Ever since we moved into this house, we’ve had a problem off and on in which the internet connection will die out for a minute or so every few minutes. (You can imagine how annoying this was when I was playing online poker.)
For a long time it stopped, but a few weeks ago it started again. I realized that it started about the time we started using the heater, and what’s more, the outages correspond more or less with the cycles of the furnace coming on and off. It doesn’t appear to happen with the air conditioner, even though it’s the same unit.
In fact, I’ve just shut off the heat for a bit, and I’ve had no outage, so it almost has to be the problem.
The house is old with old wiring and phone lines (though this doesn’t seem to affect the phone–just the DSL). What would cause this, and more importantly, is there anything I can do about it?
What type of heater?
There are oil burners that emit lots of RFI, and that might cause a poorly-sheilded modem to drop the connection.
You could try putting a noise filter on the power supply, and I would also check to make sure that your heater isn’t connected to the phone line - some oil burners would call when they got low.
Assuming you have a forced-air system (you really didn’t give us much useful info!), there will be a fairly large fan motor to distribute the air. Often those put out a fair amount of electrical noise when starting up.

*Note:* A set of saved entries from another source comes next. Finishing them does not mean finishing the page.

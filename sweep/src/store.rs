use crate::error::{Result, SweepError};
use serde::{Deserialize, Serialize};
use std::collections::BTreeMap;
use std::fs;
use std::path::{Path, PathBuf};

/// One completed experiment. Identity is the (dir, data_name, query_name,
/// fea_name) 4-tuple; the metric fields are payload. Field names are part of
/// the persisted format and must stay stable across runs.
#[derive(Debug, Clone, Serialize, Deserialize, PartialEq)]
pub struct ResultRecord {
    pub dir: String,
    pub data_name: String,
    pub query_name: String,
    pub fea_name: String,

    #[serde(rename = "mAP")]
    pub map: f64,

    /// Recall per string-encoded integer cutoff
    pub recall_at_k: BTreeMap<String, f64>,
}

impl ResultRecord {
    fn same_identity(&self, dir: &str, data_name: &str, query_name: &str, fea_name: &str) -> bool {
        self.dir == dir
            && self.data_name == data_name
            && self.query_name == query_name
            && self.fea_name == fea_name
    }
}

/// The authoritative record of completed experiments, persisted as a single
/// JSON array. Loaded once at sweep start, appended to and rewritten in full
/// after every completed experiment.
#[derive(Debug)]
pub struct ResultStore {
    path: PathBuf,
    records: Vec<ResultRecord>,
}

impl ResultStore {
    /// Load the store at `path`. A missing file is the normal fresh-sweep
    /// case; an unparseable file is fatal (prior results must not be
    /// silently discarded).
    pub fn load(path: &Path) -> Result<Self> {
        let records = if path.exists() {
            let content = fs::read_to_string(path)?;
            serde_json::from_str(&content).map_err(|err| {
                SweepError::Store(format!(
                    "cannot parse result store {}: {err}",
                    path.display()
                ))
            })?
        } else {
            Vec::new()
        };

        Ok(Self {
            path: path.to_path_buf(),
            records,
        })
    }

    pub fn len(&self) -> usize {
        self.records.len()
    }

    pub fn is_empty(&self) -> bool {
        self.records.is_empty()
    }

    pub fn records(&self) -> &[ResultRecord] {
        &self.records
    }

    /// Membership by identity 4-tuple
    pub fn contains(&self, dir: &str, data_name: &str, query_name: &str, fea_name: &str) -> bool {
        self.records
            .iter()
            .any(|record| record.same_identity(dir, data_name, query_name, fea_name))
    }

    /// Append `record` and rewrite the persisted document. The document is
    /// written to a temp file next to the target and renamed over it, so an
    /// interrupted sweep always leaves a complete, loadable snapshot.
    pub fn append_and_persist(&mut self, record: ResultRecord) -> Result<()> {
        self.records.push(record);
        self.persist()
    }

    fn persist(&self) -> Result<()> {
        if let Some(parent) = self.path.parent()
            && !parent.as_os_str().is_empty()
        {
            fs::create_dir_all(parent)?;
        }

        let data = serde_json::to_string(&self.records).map_err(|err| {
            SweepError::Store(format!("cannot serialize result store: {err}"))
        })?;
        let tmp_path = self.path.with_extension("tmp");
        fs::write(&tmp_path, data)?;
        fs::rename(&tmp_path, &self.path)?;
        Ok(())
    }
}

Does the outage happen when the burner comes on, or a minute or two later when the fan motor starts up?
Also, where does the phone line that your computer uses run? Anywhere near the furnace & fan motors? Is this DSL connection run over those “old phone wires”, or did you run a new line for it? (If not, you should consider this. Running one line from the computer location back to the phone entry point of the house isn’t usually that hard. And often there is a whole lot of DSL speed lost in that last 30 feet (10m) or so of wiring!)